Alegaram, para tanto, que no prédio urbano de que são donos, e onde residem, sito na Travessa do ...., lugar de B..., M..., Gondomar, foram produzidos danos vários, que especificam, em consequência de fortíssimos rebentamentos com explosivos, entre Março e Setembro de 1995, em terrenos a menos de 500 metros de distância, onde a 2ª ré, sob a supervisão e fiscalização da 1ª, dona da obra, levava a efeito a construção da denominada "Central T... de C... C... da T... do O...". Os custos da reparação dos danos ascendem a 3.200.000$00, tendo a habitação sofrido uma desvalorização não inferior a 500.000$00; e, para além desses danos, também a tranquilidade e o bem estar físico e psíquico dos autores, que são pessoas idosas, foram fortemente abaladas ao longo dos sete meses em que ocorreram os rebentamentos, o que constitui dano não patrimonial, que deve ser indemnizado com quantia não inferior a 500.000$00, devendo ainda ser indemnizados por igual montante, pelos gastos que a presente acção lhes acarretará.

As rés contestaram.

Defendeu-se a primeira, excepcionando a sua ilegitimidade e impugnando a matéria de facto alegada pelos autores, sustentando, em síntese, que não existe relação de causa-efeito entre as detonações e as anomalias no prédio destes, sendo também inexistentes quaisquer danos não patrimoniais com gravidade bastante para merecerem a tutela do direito.

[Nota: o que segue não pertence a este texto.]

//! Fuzz target: debouncer and door state machine
//!
//! Each input byte is one raw sample: bit 7 is the contact level, the low
//! bits the milliseconds since the previous sample.  Verifies:
//! - No panics for any sample sequence
//! - A stable report always follows a full quiet window
//! - The state machine only reports real edges
//!
//! cargo fuzz run fuzz_debounce

#![no_main]

use doorwatch::fsm::DoorFsm;
use doorwatch::sensors::debounce::DebounceDetector;
use libfuzzer_sys::fuzz_target;

const WINDOW_MS: u32 = 20;

fuzz_target!(|data: &[u8]| {
    let mut debounce = DebounceDetector::new(WINDOW_MS, false, 0);
    let mut fsm = DoorFsm::default();
    let mut now = 0u64;
    let mut last_raw = false;
    let mut last_change = 0u64;

    for &byte in data {
        let raw = byte & 0x80 != 0;
        now += u64::from(byte & 0x7F);
        if raw != last_raw {
            last_raw = raw;
            last_change = now;
        }

        if let Some(stable) = debounce.sample(raw, now) {
            assert_eq!(stable.level, raw);
            assert!(now - last_change >= u64::from(WINDOW_MS));
            let before = fsm.state();
            if let Some(edge) = fsm.transition(stable) {
                assert_eq!(edge.from, before);
                assert_ne!(edge.from, edge.to);
            }
        }
    }
});
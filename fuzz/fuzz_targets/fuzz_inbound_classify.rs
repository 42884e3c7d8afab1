//! Fuzz target: inbound message path
//!
//! Splits arbitrary bytes into a topic and a payload, then pushes them
//! through `InboundMessage::new` and `CommandTopics::classify`, verifying:
//! - No panics on oversized or non-UTF-8 input
//! - Only the payload `"1"` on a command feed yields a command
//!
//! cargo fuzz run fuzz_inbound_classify

#![no_main]

use doorwatch::app::commands::{CommandTopics, TRIGGER_PAYLOAD};
use doorwatch::config::SystemConfig;
use doorwatch::telemetry::inbound::{InboundMessage, InboundQueue, TransportEvent};
use libfuzzer_sys::fuzz_target;

fuzz_target!(|data: &[u8]| {
    let Some((&split, rest)) = data.split_first() else {
        return;
    };
    let split = usize::from(split).min(rest.len());
    let (topic_bytes, payload) = rest.split_at(split);
    let Ok(topic) = core::str::from_utf8(topic_bytes) else {
        return;
    };

    let topics = CommandTopics::from_config(&SystemConfig::default());
    if let Some(_cmd) = topics.classify(topic, payload) {
        assert_eq!(payload, TRIGGER_PAYLOAD);
        assert!(topic == topics.reset.as_str() || topic == topics.status.as_str());
    }

    if let Some(msg) = InboundMessage::new(topic, payload) {
        assert_eq!(msg.topic.as_str(), topic);
        assert_eq!(msg.payload.as_slice(), payload);

        let queue = InboundQueue::new();
        assert!(queue.push(TransportEvent::Message(msg)));
        assert!(queue.pop().is_some());
        assert!(queue.pop().is_none());
    }
});
//! NVS (Non-Volatile Storage) adapter.
//!
//! Implements [`ConfigPort`]: the whole [`SystemConfig`] is one `postcard`
//! blob under namespace `doorwatch`, key `syscfg`.
//!
//! - Validation runs before every write and after every read; an invalid
//!   config is never persisted and never handed to the application.
//! - ESP-IDF NVS commits are atomic per `nvs_commit()`, which
//!   `EspNvs::set_raw` performs.
//! - The simulation backend keeps blobs in memory.

use log::info;
#[cfg(target_os = "espidf")]
use log::warn;

use crate::app::ports::{ConfigError, ConfigPort};
use crate::config::SystemConfig;

#[cfg(target_os = "espidf")]
use esp_idf_svc::nvs::{EspDefaultNvsPartition, EspNvs, NvsDefault};

#[cfg(not(target_os = "espidf"))]
use std::cell::RefCell;

#[cfg(target_os = "espidf")]
const CONFIG_NAMESPACE: &str = "doorwatch";
#[cfg(target_os = "espidf")]
const CONFIG_KEY: &str = "syscfg";

/// Upper bound for the stored blob; the encoded config is well below this.
const MAX_BLOB_SIZE: usize = 1024;

pub struct NvsAdapter {
    #[cfg(target_os = "espidf")]
    partition: EspDefaultNvsPartition,
    #[cfg(not(target_os = "espidf"))]
    blob: RefCell<Option<Vec<u8>>>,
}

impl NvsAdapter {
    /// Wrap the default NVS partition (shared with the WiFi driver).
    #[cfg(target_os = "espidf")]
    pub fn new(partition: EspDefaultNvsPartition) -> Self {
        info!("NvsAdapter: ESP-IDF NVS namespace '{}'", CONFIG_NAMESPACE);
        Self { partition }
    }

    #[cfg(not(target_os = "espidf"))]
    pub fn new() -> Self {
        info!("NvsAdapter: simulation backend");
        Self {
            blob: RefCell::new(None),
        }
    }

    /// Overwrite the stored blob with arbitrary bytes (simulation only).
    #[cfg(not(target_os = "espidf"))]
    pub fn write_raw(&self, bytes: &[u8]) {
        *self.blob.borrow_mut() = Some(bytes.to_vec());
    }

    #[cfg(target_os = "espidf")]
    fn open(&self) -> Result<EspNvs<NvsDefault>, ConfigError> {
        EspNvs::new(self.partition.clone(), CONFIG_NAMESPACE, true).map_err(|e| {
            warn!("NvsAdapter: open '{}' failed: {}", CONFIG_NAMESPACE, e);
            ConfigError::IoError
        })
    }

    #[cfg(target_os = "espidf")]
    fn read_blob(&self, buf: &mut [u8]) -> Result<Option<usize>, ConfigError> {
        let nvs = self.open()?;
        match nvs.get_raw(CONFIG_KEY, buf) {
            Ok(Some(bytes)) => Ok(Some(bytes.len())),
            Ok(None) => Ok(None),
            Err(e) => {
                warn!("NvsAdapter: read error {}", e);
                Err(ConfigError::IoError)
            }
        }
    }

    #[cfg(not(target_os = "espidf"))]
    fn read_blob(&self, buf: &mut [u8]) -> Result<Option<usize>, ConfigError> {
        match self.blob.borrow().as_deref() {
            Some(bytes) if bytes.len() > buf.len() => Err(ConfigError::Corrupted),
            Some(bytes) => {
                buf[..bytes.len()].copy_from_slice(bytes);
                Ok(Some(bytes.len()))
            }
            None => Ok(None),
        }
    }

    #[cfg(target_os = "espidf")]
    fn write_blob(&self, bytes: &[u8]) -> Result<(), ConfigError> {
        let mut nvs = self.open()?;
        nvs.set_raw(CONFIG_KEY, bytes).map(|_| ()).map_err(|e| {
            warn!("NvsAdapter: write error {}", e);
            if e.code() == esp_idf_svc::sys::ESP_ERR_NVS_NOT_ENOUGH_SPACE as i32 {
                ConfigError::StorageFull
            } else {
                ConfigError::IoError
            }
        })
    }

    #[cfg(not(target_os = "espidf"))]
    fn write_blob(&self, bytes: &[u8]) -> Result<(), ConfigError> {
        *self.blob.borrow_mut() = Some(bytes.to_vec());
        Ok(())
    }
}

#[cfg(not(target_os = "espidf"))]
impl Default for NvsAdapter {
    fn default() -> Self {
        Self::new()
    }
}

impl ConfigPort for NvsAdapter {
    fn load(&self) -> Result<SystemConfig, ConfigError> {
        let mut buf = [0u8; MAX_BLOB_SIZE];
        let Some(len) = self.read_blob(&mut buf)? else {
            info!("NvsAdapter: no stored config");
            return Err(ConfigError::NotFound);
        };

        let cfg: SystemConfig =
            postcard::from_bytes(&buf[..len]).map_err(|_| ConfigError::Corrupted)?;
        cfg.validate()?;
        info!("NvsAdapter: loaded config ({} bytes)", len);
        Ok(cfg)
    }

    fn save(&self, config: &SystemConfig) -> Result<(), ConfigError> {
        config.validate()?;
        let bytes = postcard::to_allocvec(config).map_err(|_| ConfigError::IoError)?;
        if bytes.len() > MAX_BLOB_SIZE {
            return Err(ConfigError::StorageFull);
        }
        self.write_blob(&bytes)?;
        info!("NvsAdapter: config saved ({} bytes)", bytes.len());
        Ok(())
    }
}
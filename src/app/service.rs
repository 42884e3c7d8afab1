//! Door monitor — the hexagonal core and the single control loop.
//!
//! [`DoorMonitor`] owns the debouncer, the door state machine, the
//! telemetry publisher and the command dispatcher.  All I/O flows through
//! port traits injected at call sites, so the whole loop runs on the host
//! against mock adapters.
//!
//! ```text
//!  SensorPort ──▶ ┌──────────────────────────────┐ ──▶ EventSink
//!                 │          DoorMonitor          │
//! IndicatorPort ◀─│ Debounce · DoorFsm · Dispatch │ ──▶ TelemetryPublisher
//!                 └──────────────────────────────┘
//! ```
//!
//! One [`tick`](DoorMonitor::tick):
//! 1. drain inbound messages and run their commands;
//! 2. sample the contact, debounce, transition, publish on an edge;
//! 3. reconnect housekeeping with exponential backoff.

use core::fmt::Write;

use log::{info, warn};

use crate::config::{Label, SystemConfig};
use crate::error::{ConnectError, PollError};
use crate::fsm::{DoorFsm, DoorState, PublishEvent};
use crate::sensors::debounce::DebounceDetector;
use crate::telemetry::TelemetryPublisher;

use super::dispatcher::CommandDispatcher;
use super::events::AppEvent;
use super::ports::{
    BrokerCredentials, ConnectivityPort, EventSink, IndicatorPort, PubSubClient, SensorPort,
    SystemPort, colour,
};

/// First reconnect delay; doubles per failed attempt up to the configured cap.
pub const INITIAL_BACKOFF_SECS: u32 = 2;

// ───────────────────────────────────────────────────────────────
// Reconnect backoff
// ───────────────────────────────────────────────────────────────

/// Exponential reconnect schedule: 2 s → 4 s → 8 s … capped.
#[derive(Debug, Clone)]
pub struct ReconnectBackoff {
    max_secs: u32,
    next_delay_secs: u32,
    attempts: u32,
    next_attempt_ms: Option<u64>,
}

impl ReconnectBackoff {
    pub fn new(max_secs: u32) -> Self {
        let max_secs = max_secs.max(INITIAL_BACKOFF_SECS);
        Self {
            max_secs,
            next_delay_secs: INITIAL_BACKOFF_SECS,
            attempts: 0,
            next_attempt_ms: None,
        }
    }

    /// Schedule the next attempt relative to `now_ms` and return its delay.
    pub fn arm(&mut self, now_ms: u64) -> u32 {
        let delay = self.next_delay_secs;
        self.next_attempt_ms = Some(now_ms.saturating_add(u64::from(delay) * 1000));
        self.next_delay_secs = delay.saturating_mul(2).min(self.max_secs);
        delay
    }

    pub fn is_armed(&self) -> bool {
        self.next_attempt_ms.is_some()
    }

    pub fn is_due(&self, now_ms: u64) -> bool {
        self.next_attempt_ms.is_some_and(|at| now_ms >= at)
    }

    /// Count an attempt that is about to be made.
    pub fn record_attempt(&mut self) -> u32 {
        self.attempts = self.attempts.saturating_add(1);
        self.attempts
    }

    /// Forget the schedule after a successful connect.  Returns how many
    /// attempts it took.
    pub fn reset(&mut self) -> u32 {
        let attempts = self.attempts;
        self.attempts = 0;
        self.next_delay_secs = INITIAL_BACKOFF_SECS;
        self.next_attempt_ms = None;
        attempts
    }

    pub fn attempts(&self) -> u32 {
        self.attempts
    }
}

// ───────────────────────────────────────────────────────────────
// DoorMonitor
// ───────────────────────────────────────────────────────────────

pub struct DoorMonitor<C> {
    config: SystemConfig,
    identity: Label,
    debounce: DebounceDetector,
    fsm: DoorFsm,
    telemetry: TelemetryPublisher<C>,
    dispatcher: CommandDispatcher,
    backoff: ReconnectBackoff,
    sensor_faulted: bool,
    tick_count: u64,
}

impl<C: PubSubClient> DoorMonitor<C> {
    /// Build the monitor.  The debouncer assumes a closed contact at
    /// `now_ms`; the door starts `Closed`.
    ///
    /// Does **not** touch the network: call [`start`](Self::start) next.
    pub fn new(config: SystemConfig, client: C, identity: &str, now_ms: u64) -> Self {
        let telemetry = TelemetryPublisher::new(
            client,
            &[config.reset_topic.as_str(), config.status_command_topic.as_str()],
        );
        let mut id = Label::new();
        for ch in identity.chars() {
            if id.push(ch).is_err() {
                warn!("MQTT: client id '{}' truncated to '{}'", identity, id);
                break;
            }
        }
        Self {
            debounce: DebounceDetector::new(config.debounce_window_ms, false, now_ms),
            fsm: DoorFsm::new(DoorState::default()),
            dispatcher: CommandDispatcher::from_config(&config),
            backoff: ReconnectBackoff::new(config.reconnect_max_backoff_secs),
            telemetry,
            identity: id,
            config,
            sensor_faulted: false,
            tick_count: 0,
        }
    }

    // ── Lifecycle ─────────────────────────────────────────────

    /// Startup sequence: STARTING → join network → NETWORK_UP → broker
    /// session → NORMAL → connected notice.
    ///
    /// A failure leaves the monitor running offline with a reconnect
    /// already scheduled; the error is returned for the caller to log.
    pub fn start(
        &mut self,
        hw: &mut impl IndicatorPort,
        net: &mut impl ConnectivityPort,
        system: &mut impl SystemPort,
        sink: &mut impl EventSink,
    ) -> Result<(), ConnectError> {
        hw.set_indicator(colour::STARTING);
        sink.emit(&AppEvent::Started(self.fsm.state()));

        match self.establish(hw, net) {
            Ok(()) => {
                hw.set_indicator(colour::NORMAL);
                self.announce_connected();
                info!("Door: monitoring started in {}", self.fsm.state());
                Ok(())
            }
            Err(e) => {
                warn!("MQTT: startup connect failed ({}), continuing offline", e);
                let retry_in_secs = self.backoff.arm(system.uptime_ms());
                sink.emit(&AppEvent::TelemetryLost { retry_in_secs });
                Err(e)
            }
        }
    }

    /// One control-loop iteration.  Returns the door edge published (or
    /// attempted) during this tick, if any.
    pub fn tick(
        &mut self,
        hw: &mut (impl SensorPort + IndicatorPort),
        net: &mut impl ConnectivityPort,
        system: &mut impl SystemPort,
        sink: &mut impl EventSink,
    ) -> Option<PublishEvent> {
        self.tick_fed(hw, net, system, sink, &mut || {})
    }

    /// [`tick`](Self::tick) that calls `feed` after every dispatched
    /// command, so a burst of blocking commands never starves the watchdog.
    pub fn tick_fed(
        &mut self,
        hw: &mut (impl SensorPort + IndicatorPort),
        net: &mut impl ConnectivityPort,
        system: &mut impl SystemPort,
        sink: &mut impl EventSink,
        feed: &mut impl FnMut(),
    ) -> Option<PublishEvent> {
        self.tick_count += 1;

        // 1. Inbound commands
        self.poll_commands(hw, system, sink, feed);

        // 2. Door sampling (fresh timestamp: a command may have blocked)
        let now = system.uptime_ms();
        let edge = self.sample_door(hw, now, sink);

        // 3. Reconnect housekeeping
        if !self.telemetry.is_connected() {
            if !self.backoff.is_armed() {
                let retry_in_secs = self.backoff.arm(now);
                warn!("MQTT: session lost, retry in {}s", retry_in_secs);
                sink.emit(&AppEvent::TelemetryLost { retry_in_secs });
            } else if self.backoff.is_due(now) {
                self.reconnect(hw, net, system, sink);
            }
        }

        edge
    }

    /// Repeat [`tick`](Self::tick) every `poll_interval_ms` until
    /// `should_stop(now_ms)` returns true, then [`shutdown`](Self::shutdown).
    ///
    /// `on_iteration` runs after every tick and after every dispatched
    /// command (watchdog feed).
    pub fn run(
        &mut self,
        hw: &mut (impl SensorPort + IndicatorPort),
        net: &mut impl ConnectivityPort,
        system: &mut impl SystemPort,
        sink: &mut impl EventSink,
        mut should_stop: impl FnMut(u64) -> bool,
        mut on_iteration: impl FnMut(),
    ) {
        info!("Door: entering main loop");
        while !should_stop(system.uptime_ms()) {
            self.tick_fed(hw, net, system, sink, &mut on_iteration);
            on_iteration();
            system.delay_ms(self.config.poll_interval_ms);
        }
        self.shutdown(hw, net, sink);
    }

    /// Orderly stop: final notice if connected, release the broker
    /// session and the network, STOPPED indicator.
    pub fn shutdown(
        &mut self,
        hw: &mut impl IndicatorPort,
        net: &mut impl ConnectivityPort,
        sink: &mut impl EventSink,
    ) {
        sink.emit(&AppEvent::Stopping);
        if self.telemetry.is_connected() {
            let notice = self.device_notice("is disconnecting");
            let _ = self.telemetry.publish_str(&self.config.status_topic, &notice);
        }
        self.telemetry.disconnect();
        net.disconnect();
        hw.set_indicator(colour::STOPPED);
        info!("Door: stopped after {} ticks", self.tick_count);
    }

    // ── Queries ───────────────────────────────────────────────

    pub fn state(&self) -> DoorState {
        self.fsm.state()
    }

    pub fn telemetry(&self) -> &TelemetryPublisher<C> {
        &self.telemetry
    }

    pub fn telemetry_mut(&mut self) -> &mut TelemetryPublisher<C> {
        &mut self.telemetry
    }

    pub fn backoff(&self) -> &ReconnectBackoff {
        &self.backoff
    }

    pub fn config(&self) -> &SystemConfig {
        &self.config
    }

    pub fn identity(&self) -> &str {
        &self.identity
    }

    pub fn tick_count(&self) -> u64 {
        self.tick_count
    }

    // ── Internal ──────────────────────────────────────────────

    fn poll_commands(
        &mut self,
        hw: &mut impl IndicatorPort,
        system: &mut impl SystemPort,
        sink: &mut impl EventSink,
        feed: &mut impl FnMut(),
    ) {
        let dispatcher = &self.dispatcher;
        let door = self.fsm.state();
        let result = self.telemetry.poll_inbound(|tx, msg| {
            if dispatcher
                .dispatch(msg, tx, door, &mut *hw, &mut *system, &mut *sink)
                .is_some()
            {
                feed();
            }
        });
        match result {
            Ok(_) => {}
            Err(PollError::ConnectionLost) => {
                hw.set_indicator(colour::STARTING);
            }
            Err(PollError::Transport) => {}
        }
    }

    fn sample_door(
        &mut self,
        hw: &mut impl SensorPort,
        now: u64,
        sink: &mut impl EventSink,
    ) -> Option<PublishEvent> {
        let raw = match hw.read_contact() {
            Ok(level) => {
                if self.sensor_faulted {
                    self.sensor_faulted = false;
                    info!("Door: contact readable again");
                }
                level
            }
            Err(e) => {
                if !self.sensor_faulted {
                    self.sensor_faulted = true;
                    warn!("Door: {}; skipping samples until it recovers", e);
                }
                return None;
            }
        };

        let stable = self.debounce.sample(raw, now)?;
        let edge = self.fsm.transition(stable)?;

        info!("Door: {}", edge.label());
        sink.emit(&AppEvent::DoorChanged { from: edge.from, to: edge.to });
        // The local state stands even if delivery fails; a reconnect resyncs it.
        let _ = self.telemetry.publish_str(&self.config.status_topic, edge.label());
        Some(edge)
    }

    /// Network first (if down), then the broker session.
    fn establish(
        &mut self,
        hw: &mut impl IndicatorPort,
        net: &mut impl ConnectivityPort,
    ) -> Result<(), ConnectError> {
        if !net.is_connected() {
            net.connect().map_err(|e| {
                warn!("WiFi: {}", e);
                ConnectError::NetworkDown
            })?;
            info!("WiFi: connected");
        }
        hw.set_indicator(colour::NETWORK_UP);

        let creds = BrokerCredentials::from_config(&self.config);
        match self.telemetry.connect(&self.identity, &creds) {
            Ok(()) | Err(ConnectError::AlreadyConnected) => Ok(()),
            Err(e) => Err(e),
        }
    }

    fn reconnect(
        &mut self,
        hw: &mut impl IndicatorPort,
        net: &mut impl ConnectivityPort,
        system: &mut impl SystemPort,
        sink: &mut impl EventSink,
    ) {
        let attempt = self.backoff.record_attempt();
        info!("MQTT: reconnect attempt {}", attempt);

        match self.establish(hw, net) {
            Ok(()) => {
                let attempts = self.backoff.reset();
                hw.set_indicator(colour::NORMAL);
                sink.emit(&AppEvent::TelemetryRestored { attempts });
                self.announce_connected();
                // Resync the feed with whatever happened while offline.
                let label = self.fsm.state().label();
                let _ = self.telemetry.publish_str(&self.config.status_topic, label);
            }
            Err(e) => {
                let retry_in_secs = self.backoff.arm(system.uptime_ms());
                warn!(
                    "MQTT: reconnect attempt {} failed ({}), next in {}s",
                    attempt, e, retry_in_secs
                );
            }
        }
    }

    fn announce_connected(&mut self) {
        let notice = self.device_notice("is connected");
        let _ = self.telemetry.publish_str(&self.config.status_topic, &notice);
    }

    fn device_notice(&self, suffix: &str) -> heapless::String<64> {
        let mut s = heapless::String::new();
        // Device name is at most 32 bytes, so this always fits.
        let _ = write!(s, "{} {}", self.config.device_name, suffix);
        s
    }
}
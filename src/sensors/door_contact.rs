//! Reed-switch door contact.
//!
//! The reed switch shorts the input to GND while the magnet on the door is
//! close, with the GPIO pull-up enabled:
//!
//! | Door   | Contact | Level |
//! |--------|---------|-------|
//! | closed | closed  | LOW   |
//! | open   | open    | HIGH  |
//!
//! Generic over any `embedded_hal` input so the same driver runs on the
//! esp-idf `PinDriver` and on host-side mock pins.

use embedded_hal::digital::InputPin;

use crate::error::SensorError;

pub struct DoorContact<P> {
    pin: P,
    failures: u32,
}

impl<P: InputPin> DoorContact<P> {
    pub fn new(pin: P) -> Self {
        Self { pin, failures: 0 }
    }

    /// Raw level: `true` when the input is high (contact open).
    pub fn read(&mut self) -> Result<bool, SensorError> {
        self.pin.is_high().map_err(|_| {
            self.failures = self.failures.saturating_add(1);
            SensorError::GpioReadFailed
        })
    }

    /// Number of failed GPIO reads since construction.
    pub fn failures(&self) -> u32 {
        self.failures
    }
}
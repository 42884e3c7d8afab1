//! Dwell-time debouncer for a single digital input.
//!
//! The contact is sampled once per loop iteration.  A level is reported as
//! stable only after it has stayed unchanged for at least the configured
//! window, and each stable run is reported exactly once:
//!
//! ```text
//!   raw    ‾‾|_|‾|______________|‾‾‾‾‾‾‾‾‾‾‾‾‾‾
//!              ^ last change    ^ change
//!              |<-- window -->| emit(false)   ...  emit(true)
//! ```
//!
//! Pure function of its input history: no I/O, no clock access.

/// A raw level that has persisted for at least the debounce window.
#[derive(Debug, Clone, Copy, PartialEq, Eq)]
pub struct StableSample {
    /// `true` = input asserted (high).
    pub level: bool,
    /// Time of the sample that completed the dwell (ms since boot).
    pub at_ms: u64,
}

#[derive(Debug, Clone)]
pub struct DebounceDetector {
    window_ms: u64,
    last_seen_raw: bool,
    last_change_ms: u64,
    last_emitted: Option<bool>,
}

impl DebounceDetector {
    /// `initial_raw` is the level assumed before the first sample and
    /// `now_ms` the instant it was assumed; a zero window is raised to 1 ms.
    pub fn new(window_ms: u32, initial_raw: bool, now_ms: u64) -> Self {
        Self {
            window_ms: u64::from(window_ms.max(1)),
            last_seen_raw: initial_raw,
            last_change_ms: now_ms,
            last_emitted: None,
        }
    }

    /// Feed one raw reading taken at `now_ms`.
    pub fn sample(&mut self, raw: bool, now_ms: u64) -> Option<StableSample> {
        if raw != self.last_seen_raw {
            self.last_seen_raw = raw;
            self.last_change_ms = now_ms;
            return None;
        }

        if now_ms.saturating_sub(self.last_change_ms) < self.window_ms {
            return None;
        }
        if self.last_emitted == Some(raw) {
            return None;
        }

        self.last_emitted = Some(raw);
        Some(StableSample {
            level: raw,
            at_ms: now_ms,
        })
    }
}
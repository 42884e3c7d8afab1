//! Doorwatch firmware library.
//!
//! Exposes the pure-logic modules for integration testing and external
//! inspection. All ESP-IDF-specific code is guarded by
//! `#[cfg(target_os = "espidf")]` within each module.

#![deny(unused_must_use)]

pub mod app;
pub mod config;
pub mod error;
pub mod fsm;
pub mod pins;
pub mod sensors;
pub mod telemetry;

// Adapters and drivers carry cfg-gated simulation backends, so they build
// and test on the host too.
pub mod adapters;
pub mod drivers;
//! ESP32 system adapter: clock, pacing and soft reset.
//!
//! - **`target_os = "espidf"`**: `esp_timer_get_time()` for the monotonic
//!   clock, FreeRTOS delay for pacing, `esp_restart()` for reset.
//! - **`not(target_os = "espidf")`**: `std::time::Instant` and
//!   `std::thread::sleep`; restart is recorded instead of performed.

use log::info;

/// System adapter for the ESP32 platform.
pub struct Esp32System {
    #[cfg(not(target_os = "espidf"))]
    start: std::time::Instant,
    #[cfg(not(target_os = "espidf"))]
    restarts: u32,
}

impl Default for Esp32System {
    fn default() -> Self {
        Self::new()
    }
}

impl Esp32System {
    pub fn new() -> Self {
        Self {
            #[cfg(not(target_os = "espidf"))]
            start: std::time::Instant::now(),
            #[cfg(not(target_os = "espidf"))]
            restarts: 0,
        }
    }

    /// Restart requests seen by the simulation backend.
    #[cfg(not(target_os = "espidf"))]
    pub fn restarts(&self) -> u32 {
        self.restarts
    }
}

impl crate::app::ports::SystemPort for Esp32System {
    #[cfg(target_os = "espidf")]
    fn uptime_ms(&self) -> u64 {
        // SAFETY: read-only query of the high-resolution timer.
        (unsafe { esp_idf_svc::sys::esp_timer_get_time() }) as u64 / 1_000
    }

    #[cfg(not(target_os = "espidf"))]
    fn uptime_ms(&self) -> u64 {
        self.start.elapsed().as_millis() as u64
    }

    #[cfg(target_os = "espidf")]
    fn delay_ms(&mut self, ms: u32) {
        esp_idf_hal::delay::FreeRtos::delay_ms(ms);
    }

    #[cfg(not(target_os = "espidf"))]
    fn delay_ms(&mut self, ms: u32) {
        std::thread::sleep(std::time::Duration::from_millis(u64::from(ms)));
    }

    #[cfg(target_os = "espidf")]
    fn restart(&mut self) {
        info!("System: restarting");
        esp_idf_hal::reset::restart();
    }

    #[cfg(not(target_os = "espidf"))]
    fn restart(&mut self) {
        self.restarts += 1;
        info!("System(sim): restart requested ({} so far)", self.restarts);
    }
}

Requereu ainda a intervenção acessória das seguintes sociedades, membros do consórcio construtor da Central: - S... A..., - S..., S.A., e - K... T... GMBH.

A segunda ré alegou que as obras de construção da Central foram realizadas por empresas especializadas no sector, com quem celebrou contratos de empreitada, e que foram as responsáveis pela execução dos diversos trabalhos de construção civil inerentes à implantação da dita Central, não tendo ela, ré, qualquer intervenção nas concretas operações de detonação, mas sabendo que estas foram realizadas no estrito cumprimento das normas legais e regulamentares em vigor na matéria, não podendo os alegados danos no prédio dos autores ter sido causados por tais detonações.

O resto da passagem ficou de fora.